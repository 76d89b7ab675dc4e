// Copyright (c) 2025 Ronan LE MEILLAT, SCTG Development
// This file is part of the rust-pcf8591 project and is licensed under the
// SCTG Development Non-Commercial License v1.0 (see LICENSE.md for details).

//! Sampler daemon timing configuration

use serde::{Deserialize, Serialize};
use std::ops::RangeInclusive;
use std::time::Duration;

/// Timing of the sampling daemon that is not user-editable.
///
/// The sampling interval itself is part of the plugin settings record and is
/// re-read every cycle.
#[derive(Debug, Clone, Serialize, Deserialize)]
pub struct SamplerConfig {
    /// Lower bound of the randomized startup delay in seconds
    #[serde(default = "default_startup_delay_min")]
    pub startup_delay_min_s: u64,

    /// Upper bound of the randomized startup delay in seconds
    #[serde(default = "default_startup_delay_max")]
    pub startup_delay_max_s: u64,

    /// Fixed delay before retrying after a failed cycle, in seconds
    #[serde(default = "default_error_backoff")]
    pub error_backoff_s: u64,
}

impl SamplerConfig {
    /// Range the startup delay is drawn from
    pub fn startup_delay_range(&self) -> RangeInclusive<u64> {
        self.startup_delay_min_s..=self.startup_delay_max_s
    }

    pub fn error_backoff(&self) -> Duration {
        Duration::from_secs(self.error_backoff_s)
    }
}

fn default_startup_delay_min() -> u64 {
    3
}

fn default_startup_delay_max() -> u64 {
    10
}

fn default_error_backoff() -> u64 {
    5
}

impl Default for SamplerConfig {
    fn default() -> Self {
        Self {
            startup_delay_min_s: default_startup_delay_min(),
            startup_delay_max_s: default_startup_delay_max(),
            error_backoff_s: default_error_backoff(),
        }
    }
}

+ + + +

• Your objective
Line by line, transcribe the material exactly.

• Answer section
repository 76d89b7ab675dc4e
// Copyright (c) 2025 Ronan LE MEILLAT, SCTG Development
// This file is part of the rust-pcf8591 project and is licensed under the
// SCTG Development Non-Commercial License v1.0 (see LICENSE.md for details).

//! Sampler daemon timing configuration

use serde::{Deserialize, Serialize};
use std::ops::RangeInclusive;
use std::time::Duration;

/// Timing of the sampling daemon that is not user-editable.
///
/// The sampling interval itself is part of the plugin settings record and is
/// re-read every cycle.
#[derive(Debug, Clone, Serialize, Deserialize)]
pub struct SamplerConfig {
    /// Lower bound of the randomized startup delay in seconds
    #[serde(default = "default_startup_delay_min")]
    pub startup_delay_min_s: u64,

    /// Upper bound of the randomized startup delay in seconds
    #[serde(default = "default_startup_delay_max")]
    pub startup_delay_max_s: u64,

    /// Fixed delay before retrying after a failed cycle, in seconds
    #[serde(default = "default_error_backoff")]
    pub error_backoff_s: u64,
}

impl SamplerConfig {
    /// Range the startup delay is drawn from
    pub fn startup_delay_range(&self) -> RangeInclusive<u64> {
        self.startup_delay_min_s..=self.startup_delay_max_s
    }

    pub fn error_backoff(&self) -> Duration {
        Duration::from_secs(self.error_backoff_s)
    }
}

fn default_startup_delay_min() -> u64 {
    3
}

fn default_startup_delay_max() -> u64 {
    10
}

fn default_error_backoff() -> u64 {
    5
}

impl Default for SamplerConfig {
    fn default() -> Self {
        Self {
            startup_delay_min_s: default_startup_delay_min(),
            startup_delay_max_s: default_startup_delay_max(),
            error_backoff_s: default_error_backoff(),
        }
    }
}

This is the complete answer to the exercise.